May 10, 2009 in Idaho Voices

Parking has its own set of perils

D.F. Oliveria
 

You may have heard about that recent “Fried Green Tomatoes” episode in the KMC hospital parking lot – you know the one in which a couple of drivers locked bumpers in a tiff over a handicap parking spot. But did you know that former Hauser Lake councilwoman D.J. Nall/Hauser Thoughts had a similar experience? In the same parking lot? Seems D.J. accidentally triggered another driver’s antipathy by pulling into a spot she wanted. D.J. tried to apologize as the other driver turned the air blue. She even offered to move her car. Not good enough. The Road Rager sped off to find another spot, still fuming. And D.J. sped off on foot to the hospital, scared to death that the hothead would get into the elevator with her. “Some people are just way too sensitive about parking spaces,” sums up D.J. “But then, maybe she was headed for the psychiatric ward.” Tawanda lives. So be careful out there.

60 ain’t old

John Austin penned the following poem to help Berry Picker JeanieS cope with her recent 60th birthday: “The pyramids in their well-worn track/Have timeless stood so free./And to virgin stands of tamarack/Sixty’s young if you’re a tree. … The redwood forest ages hence/Will soar so breathlessly./One thousand years have spoken since:/Six decades’ short to me. … The Rocky Mountains reach the sky/Their endless splendor sweeps./How ever firs and pines grow high/Three score to them is brief. … The oceans run so true and deep/Still steeped of life it’s sung./But alpine spruce show the belief:/Six decades is quite young. … In final essence all this means/Our trees are ageless, see?/So forgive me as I spill the beans:/Too bad you aren’t a tree!” I’ll have a better idea re: how well I like the poem when I hit 60 on Nov. 20.

Huckleberries

In a recent Huckleberries Online poll, respondents were split on the use of torture by American interrogators, with half opposed (80 of 161, including 54 who thought anyone involved should be prosecuted) and 46 percent in favor (74 of 161, including 44 who believe it should only be used in rare instances) … By the way, 61 percent (72 of 118) give Superintendent Hazel Bauman As and Bs for her job performance, in another poll … In the Cops Gone Wild category: At 10:06 a.m. May Day, a disembodied voice on the police scanner announced: “You might want to be careful over here – the police guys are spraying pepper spray at each other” … A new Berry Picker who claims to work for Avista and goes by the name Dog Jerky stirred things up at Huckleberries Online when he defended the utility company recently, stating: “I also wonder how many people out there complain about their bills but they smoke or drink or eat out at restaurants 5 days a week or buy that $5 coffee at the coffee stand.
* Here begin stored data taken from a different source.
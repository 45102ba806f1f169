use crate::error::{Result, VendingError};
use serde::{Deserialize, Serialize};
use uuid::Uuid;

#[derive(Debug, Serialize, Deserialize, PartialEq, Eq, Clone)]
#[serde(rename_all = "camelCase")]
pub struct Product {
    pub id: String,
    pub name: String,
    pub available: u64,
    pub cost: u64,
    pub seller_id: String,
    #[serde(default)]
    pub version: u64,
}

/// Partial update of a product. `None` leaves the field untouched.
#[derive(Debug, Default, Clone, PartialEq, Eq, Deserialize)]
#[serde(rename_all = "camelCase")]
pub struct ProductPatch {
    #[serde(default)]
    pub name: Option<String>,
    #[serde(default)]
    pub available: Option<u64>,
    #[serde(default)]
    pub cost: Option<u64>,
}

impl ProductPatch {
    pub fn is_empty(&self) -> bool {
        self.name.is_none() && self.available.is_none() && self.cost.is_none()
    }
}

impl Product {
    /// Creates a listing with a fresh id. Both quantity and cost must be positive.
    pub fn new(name: &str, available: u64, cost: u64, seller_id: &str) -> Result<Self> {
        let name = validate_name(name)?;
        if available == 0 {
            return Err(VendingError::ValidationError(
                "available must be a positive integer".to_string(),
            ));
        }
        validate_cost(cost)?;

        Ok(Self {
            id: Uuid::new_v4().to_string(),
            name,
            available,
            cost,
            seller_id: seller_id.to_string(),
            version: 0,
        })
    }

    /// Applies every field present in the patch, or none of them.
    pub fn apply(&mut self, patch: &ProductPatch) -> Result<()> {
        let name = patch.name.as_deref().map(validate_name).transpose()?;
        if let Some(cost) = patch.cost {
            validate_cost(cost)?;
        }

        if let Some(name) = name {
            self.name = name;
        }
        if let Some(available) = patch.available {
            self.available = available;
        }
        if let Some(cost) = patch.cost {
            self.cost = cost;
        }
        Ok(())
    }

    /// Takes `quantity` items out of stock.
    pub fn take(&mut self, quantity: u64) -> Result<()> {
        if quantity > self.available {
            return Err(VendingError::InsufficientStock {
                requested: quantity,
                available: self.available,
            });
        }
        self.available -= quantity;
        Ok(())
    }
}

fn validate_name(name: &str) -> Result<String> {
    let name = name.trim();
    if name.is_empty() {
        return Err(VendingError::ValidationError(
            "product name must not be empty".to_string(),
        ));
    }
    Ok(name.to_string())
}

fn validate_cost(cost: u64) -> Result<()> {
    if cost == 0 {
        return Err(VendingError::ValidationError(
            "cost must be a positive integer".to_string(),
        ));
    }
    Ok(())
}
pub mod application;
pub mod config;
pub mod domain;
pub mod error;
pub mod infrastructure;
pub mod interfaces;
We all have priorities but life would really suck without electricity. I’ll give up drinking beer before I let my Kootenai Electric bill slip” … Quotable Quote: “To be honest with you, we live in a university town and most people give it away for free. There isn’t a market.” – Pullman Police Commander Chris Tennant re: Lewiston Tribune story re: possible prostitution being advertised on Craigslist on the Palouse … Yeah, my wife got the number of that black SUV that blew a stop sign and almost ran her over while she was bicycling near CdA school district HQ on a recent weekday morning – and saw the whites of the eyes of the school official behind the wheel. But we’re talking. Yet.

Parting shot

Rick Cooper/Coronado Classics is back this week with another observation re: life in Lake City and on the waterfront. This week, Coop offers evidence that size, indeed, matters. But it’s not what you think. Coop, who lives on the lakeshore when he’s not snowboarding, watching hundreds of boats cruise by every weekend. His observation? The smaller the boat, the more people will be in it, having fun. Coop: “Small boats usually are loaded to the max, have inner tubes towing behind and wake boards hanging out the boat. Often, much laughter comes from those boats.” Conversely, a large yacht means fewer people and little to no gaiety. Back to Coop: “A large yacht will go by, the man up on top driving and the wife on the deck below, reading a book. They aren’t even talking to each other.” Conclusion: The smaller the boat, the more fun is being had. Mebbe the guys in the big boats can hire the guys in the small boats to come aboard and have fun for them. Just to liven things up.